Yazar: Mustafa Kirman
Haber Milliyet Gazetesi'nde; 5 Mayıs 1988 tarihli nüshasında. ANKA Ajansı’nın mahreci var tek sutünluk haberin altında. Başlığı: Gazeteci, genç ölür... Tek sütunda Türkiye gerçeği var aslında Nasıl mı: Hep birlikte okuyalım:
Yargıtay 10. Hukuk Dairesi, bir dava dolayısıyla verdiği kararda, gazetecinin uykusunda bile işbaşında olduğunu, basın hayatının yıptarıtıcı ve öldürücü nitelik taşıdığını, basın mesleğinde çalışanların ortalama ömrünün 44 yıl 8 ay olduğunu belirtti. Yargıtay, gazetecilik mesleğine ilişkin yasanın gerekçesine dayanarak bir dava ile görüşünü şöyle bildirdi: “Kontak anahtarını kapatan sürücü, kazmasını bırakan işçi için dinlenme veya istirahate çekilme imkanı vardır. Fakat gazetenin fikir işçisi, düşündüğü, gördüğü, duyduğu için, sinemada, tiyatroda hatta gece uykusunda bile işbaşında sayılır. Basın mesleğinde çalışanların yaş ortalaması 44 yıl 8 aydır. Şu halde basın mesleği yıpratıcı ve öldürücüdür.”

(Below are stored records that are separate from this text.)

//! LLM client configuration.

use serde::{Deserialize, Serialize};

/// LLM provider type.
#[derive(Debug, Clone, PartialEq, Eq, Serialize, Deserialize, Default)]
#[serde(rename_all = "lowercase")]
pub enum LlmProvider {
    /// Ollama API (local, default)
    #[default]
    Ollama,
    /// OpenAI-compatible API (OpenAI, Groq, Together.ai, etc.)
    OpenAI,
}

impl LlmProvider {
    pub fn from_str(s: &str) -> Option<Self> {
        match s.to_lowercase().as_str() {
            "ollama" => Some(Self::Ollama),
            "openai" | "groq" | "together" => Some(Self::OpenAI),
            _ => None,
        }
    }

    pub fn as_str(&self) -> &'static str {
        match self {
            Self::Ollama => "ollama",
            Self::OpenAI => "openai",
        }
    }
}

/// Configuration for LLM client.
#[derive(Debug, Clone, PartialEq, Serialize, Deserialize)]
pub struct LlmConfig {
    /// Whether LLM-based extraction is enabled
    #[serde(default = "default_enabled")]
    pub enabled: bool,
    /// LLM provider (ollama or openai)
    #[serde(default)]
    pub provider: LlmProvider,
    /// API endpoint (provider-specific defaults apply)
    #[serde(default = "default_endpoint")]
    pub endpoint: String,
    /// API key for OpenAI-compatible providers
    #[serde(default, skip_serializing_if = "Option::is_none")]
    pub api_key: Option<String>,
    /// Default chat model
    #[serde(default = "default_model")]
    pub model: String,
    /// Model used for document extraction (falls back to `model`)
    #[serde(default, skip_serializing_if = "Option::is_none")]
    pub extraction_model: Option<String>,
    /// Maximum tokens in response
    #[serde(default = "default_max_tokens")]
    pub max_tokens: u32,
    /// Temperature for generation (0.0 - 1.0)
    #[serde(default = "default_temperature")]
    pub temperature: f32,
    /// Request timeout in seconds for one-shot completions
    #[serde(default = "default_timeout_secs")]
    pub timeout_secs: u64,
}

fn default_enabled() -> bool {
    true
}

fn default_endpoint() -> String {
    "http://localhost:11434".to_string()
}

fn default_model() -> String {
    "qwen2.5:7b".to_string()
}

fn default_max_tokens() -> u32 {
    1024
}

fn default_temperature() -> f32 {
    0.1
}

fn default_timeout_secs() -> u64 {
    300
}

impl Default for LlmConfig {
    fn default() -> Self {
        Self::base_default().with_env_overrides()
    }
}

impl LlmConfig {
    /// Base default without env overrides.
    pub fn base_default() -> Self {
        Self {
            enabled: default_enabled(),
            provider: LlmProvider::default(),
            endpoint: default_endpoint(),
            api_key: None,
            model: default_model(),
            extraction_model: None,
            max_tokens: default_max_tokens(),
            temperature: default_temperature(),
            timeout_secs: default_timeout_secs(),
        }
    }

    /// Check if the config equals the default (for skip_serializing_if).
    pub fn is_default(&self) -> bool {
        *self == Self::base_default()
    }

    /// Timeout for one-shot completions. Streams are bounded only by
    /// cancellation.
    pub fn request_timeout(&self) -> std::time::Duration {
        std::time::Duration::from_secs(self.timeout_secs)
    }

    /// Model to use for extraction requests.
    pub fn effective_model(&self) -> &str {
        self.extraction_model.as_deref().unwrap_or(&self.model)
    }

    /// Apply environment variable overrides.
    ///
    /// Supported env vars:
    /// - `LLM_ENABLED`: "true" or "false"
    /// - `LLM_PROVIDER`: "ollama" (default), "openai", "groq", or "together"
    /// - `LLM_ENDPOINT`: API endpoint (defaults based on provider)
    /// - `LLM_API_KEY`: API key for OpenAI-compatible providers
    /// - `LLM_MODEL`: Model name
    /// - `LLM_EXTRACTION_MODEL`: Model used for document extraction
    /// - `LLM_MAX_TOKENS`: Maximum tokens in response
    /// - `LLM_TEMPERATURE`: Generation temperature (0.0-1.0)
    ///
    /// LLM_PROVIDER wins over auto-detection from API keys.
    pub fn with_env_overrides(mut self) -> Self {
        if let Ok(val) = std::env::var("LLM_ENABLED") {
            self.enabled = val.eq_ignore_ascii_case("true") || val == "1";
        }

        let explicit_provider = std::env::var("LLM_PROVIDER").ok();
        if let Some(ref val) = explicit_provider {
            if let Some(provider) = LlmProvider::from_str(val) {
                self.provider = provider;
            }
        }

        let explicit_endpoint = std::env::var("LLM_ENDPOINT").ok();
        if let Some(ref endpoint) = explicit_endpoint {
            self.endpoint = endpoint.clone();
        }

        if let Ok(val) = std::env::var("LLM_API_KEY") {
            self.api_key = Some(val);
        }

        if let Some(ref provider_str) = explicit_provider {
            let provider_lower = provider_str.to_lowercase();

            if explicit_endpoint.is_none() {
                match provider_lower.as_str() {
                    "groq" => self.endpoint = "https://api.groq.com/openai".to_string(),
                    "openai" => self.endpoint = "https://api.openai.com".to_string(),
                    "together" => self.endpoint = "https://api.together.xyz".to_string(),
                    _ => {} // ollama keeps default
                }
            }

            if self.api_key.is_none() {
                match provider_lower.as_str() {
                    "groq" => self.api_key = std::env::var("GROQ_API_KEY").ok(),
                    "openai" => self.api_key = std::env::var("OPENAI_API_KEY").ok(),
                    _ => {}
                }
            }
        } else if self.api_key.is_none() {
            // No explicit provider - auto-detect from available keys
            if let Ok(key) = std::env::var("GROQ_API_KEY") {
                self.api_key = Some(key);
                self.provider = LlmProvider::OpenAI;
                if explicit_endpoint.is_none() {
                    self.endpoint = "https://api.groq.com/openai".to_string();
                }
            } else if let Ok(key) = std::env::var("OPENAI_API_KEY") {
                self.api_key = Some(key);
                self.provider = LlmProvider::OpenAI;
                if explicit_endpoint.is_none() {
                    self.endpoint = "https://api.openai.com".to_string();
                }
            }
        }

        if let Ok(val) = std::env::var("LLM_MODEL") {
            self.model = val;
        }
        if let Ok(val) = std::env::var("LLM_EXTRACTION_MODEL") {
            self.extraction_model = Some(val);
        }
        if let Ok(val) = std::env::var("LLM_MAX_TOKENS") {
            if let Ok(n) = val.parse() {
                self.max_tokens = n;
            }
        }
        if let Ok(val) = std::env::var("LLM_TEMPERATURE") {
            if let Ok(t) = val.parse() {
                self.temperature = t;
            }
        }
        self
    }

    pub fn with_endpoint(mut self, endpoint: &str) -> Self {
        self.endpoint = endpoint.to_string();
        self
    }

    pub fn with_model(mut self, model: &str) -> Self {
        self.model = model.to_string();
        self
    }

    pub fn with_provider(mut self, provider: LlmProvider) -> Self {
        self.provider = provider;
        self
    }
}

Radikal Gazetesi Ankara Bürosu Gece Sorumlusu Behzat Miser’in 15 Haziran gecesi geçirdiği kalp krizi sonucu ölümünün ardından Ankara’dayım. 16 Haziran günü Radikal ve Milliyet Gazetesinin binası önünde cenaze töreni var. Behzat’ın tabutu gazete binasının girişinde. Sokakta birlikte koşturduğu meslektaşları var kalabalığın arasında, tabutun başında ise Radikal Gazetesi'nin Ankara Temsilcisi Murat Yetkin, Milliyet Gazetesi Ankara Temsilcisi Fikret Bila. Murat Yetkin, Behzat’ı anlatıyor...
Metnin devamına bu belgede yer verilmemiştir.